What to do:
Below are the records; copy every line in them that holds the string "boundary".

Provided records:
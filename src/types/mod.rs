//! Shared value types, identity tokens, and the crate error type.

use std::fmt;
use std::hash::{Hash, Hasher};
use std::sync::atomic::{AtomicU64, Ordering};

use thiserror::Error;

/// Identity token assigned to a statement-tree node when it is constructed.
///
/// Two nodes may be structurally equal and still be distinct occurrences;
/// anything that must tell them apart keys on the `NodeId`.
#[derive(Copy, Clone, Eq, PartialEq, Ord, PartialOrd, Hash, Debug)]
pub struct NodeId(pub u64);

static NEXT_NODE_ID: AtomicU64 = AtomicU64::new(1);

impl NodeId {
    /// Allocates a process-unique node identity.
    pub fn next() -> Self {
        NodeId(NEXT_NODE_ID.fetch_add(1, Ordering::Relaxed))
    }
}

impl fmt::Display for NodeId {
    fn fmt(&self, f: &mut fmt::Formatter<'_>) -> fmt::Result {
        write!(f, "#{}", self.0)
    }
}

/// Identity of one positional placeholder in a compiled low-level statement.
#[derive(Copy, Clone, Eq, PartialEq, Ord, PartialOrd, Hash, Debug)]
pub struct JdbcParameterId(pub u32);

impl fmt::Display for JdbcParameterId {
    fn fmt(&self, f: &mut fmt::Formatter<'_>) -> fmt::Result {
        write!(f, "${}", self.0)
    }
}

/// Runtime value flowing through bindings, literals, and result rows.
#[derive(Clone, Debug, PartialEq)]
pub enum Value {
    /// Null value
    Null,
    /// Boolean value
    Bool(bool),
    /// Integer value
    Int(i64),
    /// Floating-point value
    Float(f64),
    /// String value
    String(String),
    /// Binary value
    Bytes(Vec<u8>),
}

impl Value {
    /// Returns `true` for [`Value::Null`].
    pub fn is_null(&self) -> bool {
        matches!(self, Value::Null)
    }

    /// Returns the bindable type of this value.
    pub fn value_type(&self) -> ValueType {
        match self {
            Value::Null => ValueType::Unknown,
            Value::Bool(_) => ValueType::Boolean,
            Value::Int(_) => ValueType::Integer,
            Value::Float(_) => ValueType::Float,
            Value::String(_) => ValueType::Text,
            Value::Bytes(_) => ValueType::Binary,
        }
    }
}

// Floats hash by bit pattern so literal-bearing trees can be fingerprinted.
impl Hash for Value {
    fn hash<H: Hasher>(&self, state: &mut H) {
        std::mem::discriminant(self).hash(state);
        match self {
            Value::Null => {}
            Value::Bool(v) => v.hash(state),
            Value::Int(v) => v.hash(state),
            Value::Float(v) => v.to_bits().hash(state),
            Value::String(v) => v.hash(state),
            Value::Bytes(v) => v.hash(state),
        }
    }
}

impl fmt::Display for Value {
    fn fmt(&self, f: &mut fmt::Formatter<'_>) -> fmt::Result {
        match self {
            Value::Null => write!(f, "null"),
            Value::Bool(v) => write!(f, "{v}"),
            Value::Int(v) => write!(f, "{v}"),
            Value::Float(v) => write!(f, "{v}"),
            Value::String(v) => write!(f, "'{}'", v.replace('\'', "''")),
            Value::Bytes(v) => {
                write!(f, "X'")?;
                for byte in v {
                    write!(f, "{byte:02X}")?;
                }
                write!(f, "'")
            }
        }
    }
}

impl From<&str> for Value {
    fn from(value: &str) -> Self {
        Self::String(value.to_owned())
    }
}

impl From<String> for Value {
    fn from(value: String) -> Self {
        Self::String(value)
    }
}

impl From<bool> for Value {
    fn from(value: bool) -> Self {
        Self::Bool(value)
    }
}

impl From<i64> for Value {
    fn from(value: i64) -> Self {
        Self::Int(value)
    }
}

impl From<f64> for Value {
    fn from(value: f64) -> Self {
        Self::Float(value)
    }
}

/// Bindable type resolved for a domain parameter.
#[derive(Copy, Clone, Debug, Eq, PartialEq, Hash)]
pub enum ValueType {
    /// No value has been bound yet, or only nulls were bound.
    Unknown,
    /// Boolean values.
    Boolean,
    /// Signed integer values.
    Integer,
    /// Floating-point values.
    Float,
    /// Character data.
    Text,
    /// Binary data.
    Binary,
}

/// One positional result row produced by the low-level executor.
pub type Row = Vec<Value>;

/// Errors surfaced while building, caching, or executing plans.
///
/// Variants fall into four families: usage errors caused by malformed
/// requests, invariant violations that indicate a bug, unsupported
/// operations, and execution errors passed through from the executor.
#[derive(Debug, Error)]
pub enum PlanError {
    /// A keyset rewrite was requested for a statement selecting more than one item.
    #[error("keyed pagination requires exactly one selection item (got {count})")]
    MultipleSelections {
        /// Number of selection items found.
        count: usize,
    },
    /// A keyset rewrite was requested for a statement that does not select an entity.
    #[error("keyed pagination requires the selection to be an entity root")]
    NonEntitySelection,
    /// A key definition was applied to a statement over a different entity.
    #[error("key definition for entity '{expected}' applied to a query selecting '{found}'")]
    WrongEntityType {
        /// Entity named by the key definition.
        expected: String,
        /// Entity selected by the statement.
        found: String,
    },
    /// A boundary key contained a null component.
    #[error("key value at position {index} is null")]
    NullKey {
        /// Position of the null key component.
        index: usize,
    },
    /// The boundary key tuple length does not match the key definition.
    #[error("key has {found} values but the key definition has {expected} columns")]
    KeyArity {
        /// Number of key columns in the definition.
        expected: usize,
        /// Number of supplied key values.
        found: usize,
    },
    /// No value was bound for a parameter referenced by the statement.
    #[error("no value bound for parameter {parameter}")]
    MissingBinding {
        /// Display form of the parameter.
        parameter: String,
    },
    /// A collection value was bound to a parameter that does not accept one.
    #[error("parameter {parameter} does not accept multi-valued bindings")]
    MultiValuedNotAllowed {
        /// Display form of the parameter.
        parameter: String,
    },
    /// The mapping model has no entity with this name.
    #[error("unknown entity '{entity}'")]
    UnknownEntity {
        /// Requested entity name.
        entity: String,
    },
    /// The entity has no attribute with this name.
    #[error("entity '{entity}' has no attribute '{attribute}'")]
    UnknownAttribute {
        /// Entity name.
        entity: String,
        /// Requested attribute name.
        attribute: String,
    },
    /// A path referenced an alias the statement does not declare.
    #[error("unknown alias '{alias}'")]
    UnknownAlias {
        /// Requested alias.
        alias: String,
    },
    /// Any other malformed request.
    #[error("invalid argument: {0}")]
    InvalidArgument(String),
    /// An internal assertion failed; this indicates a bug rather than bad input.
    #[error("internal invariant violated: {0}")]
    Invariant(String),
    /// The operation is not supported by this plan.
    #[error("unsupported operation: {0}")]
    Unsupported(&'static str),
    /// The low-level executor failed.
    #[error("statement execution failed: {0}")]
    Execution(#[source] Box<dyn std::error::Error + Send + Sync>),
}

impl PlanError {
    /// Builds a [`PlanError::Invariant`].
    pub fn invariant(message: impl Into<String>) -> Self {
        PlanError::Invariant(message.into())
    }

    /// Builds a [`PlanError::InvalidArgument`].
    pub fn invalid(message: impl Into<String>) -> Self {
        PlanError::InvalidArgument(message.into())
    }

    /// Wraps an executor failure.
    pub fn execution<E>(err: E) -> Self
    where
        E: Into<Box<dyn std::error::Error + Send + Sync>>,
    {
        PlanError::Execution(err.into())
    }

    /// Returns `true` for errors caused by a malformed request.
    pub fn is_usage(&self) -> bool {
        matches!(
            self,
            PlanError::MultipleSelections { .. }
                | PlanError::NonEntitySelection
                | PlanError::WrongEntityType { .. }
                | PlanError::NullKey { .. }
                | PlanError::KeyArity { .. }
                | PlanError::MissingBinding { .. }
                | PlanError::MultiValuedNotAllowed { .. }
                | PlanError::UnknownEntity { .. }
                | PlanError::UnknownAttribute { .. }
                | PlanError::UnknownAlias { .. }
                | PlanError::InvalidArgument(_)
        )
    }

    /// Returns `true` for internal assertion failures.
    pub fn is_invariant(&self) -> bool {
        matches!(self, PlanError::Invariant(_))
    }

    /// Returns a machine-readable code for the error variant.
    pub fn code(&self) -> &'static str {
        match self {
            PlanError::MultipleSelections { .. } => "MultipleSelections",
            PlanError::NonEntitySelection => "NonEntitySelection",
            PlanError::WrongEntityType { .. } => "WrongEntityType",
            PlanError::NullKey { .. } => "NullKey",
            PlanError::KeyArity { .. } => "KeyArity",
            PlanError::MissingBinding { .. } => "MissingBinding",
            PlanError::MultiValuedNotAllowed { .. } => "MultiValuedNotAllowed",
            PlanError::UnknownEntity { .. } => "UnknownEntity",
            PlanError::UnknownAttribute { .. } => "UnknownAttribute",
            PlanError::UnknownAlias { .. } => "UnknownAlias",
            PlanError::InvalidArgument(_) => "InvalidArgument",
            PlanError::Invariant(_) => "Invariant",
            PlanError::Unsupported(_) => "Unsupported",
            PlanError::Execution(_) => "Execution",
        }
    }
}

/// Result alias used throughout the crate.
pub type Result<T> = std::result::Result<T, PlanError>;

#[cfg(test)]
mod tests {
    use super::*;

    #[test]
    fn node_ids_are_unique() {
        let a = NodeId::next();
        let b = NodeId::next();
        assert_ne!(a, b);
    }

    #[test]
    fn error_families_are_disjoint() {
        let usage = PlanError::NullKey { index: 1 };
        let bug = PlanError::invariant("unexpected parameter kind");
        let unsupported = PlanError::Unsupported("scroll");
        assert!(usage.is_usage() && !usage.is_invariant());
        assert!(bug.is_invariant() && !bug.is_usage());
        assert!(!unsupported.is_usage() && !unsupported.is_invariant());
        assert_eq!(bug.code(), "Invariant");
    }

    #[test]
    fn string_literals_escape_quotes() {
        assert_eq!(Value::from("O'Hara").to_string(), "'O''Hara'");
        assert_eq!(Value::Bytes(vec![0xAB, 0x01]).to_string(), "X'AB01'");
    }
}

Reply to the exercise:
    /// A boundary key contained a null component.
    /// The boundary key tuple length does not match the key definition.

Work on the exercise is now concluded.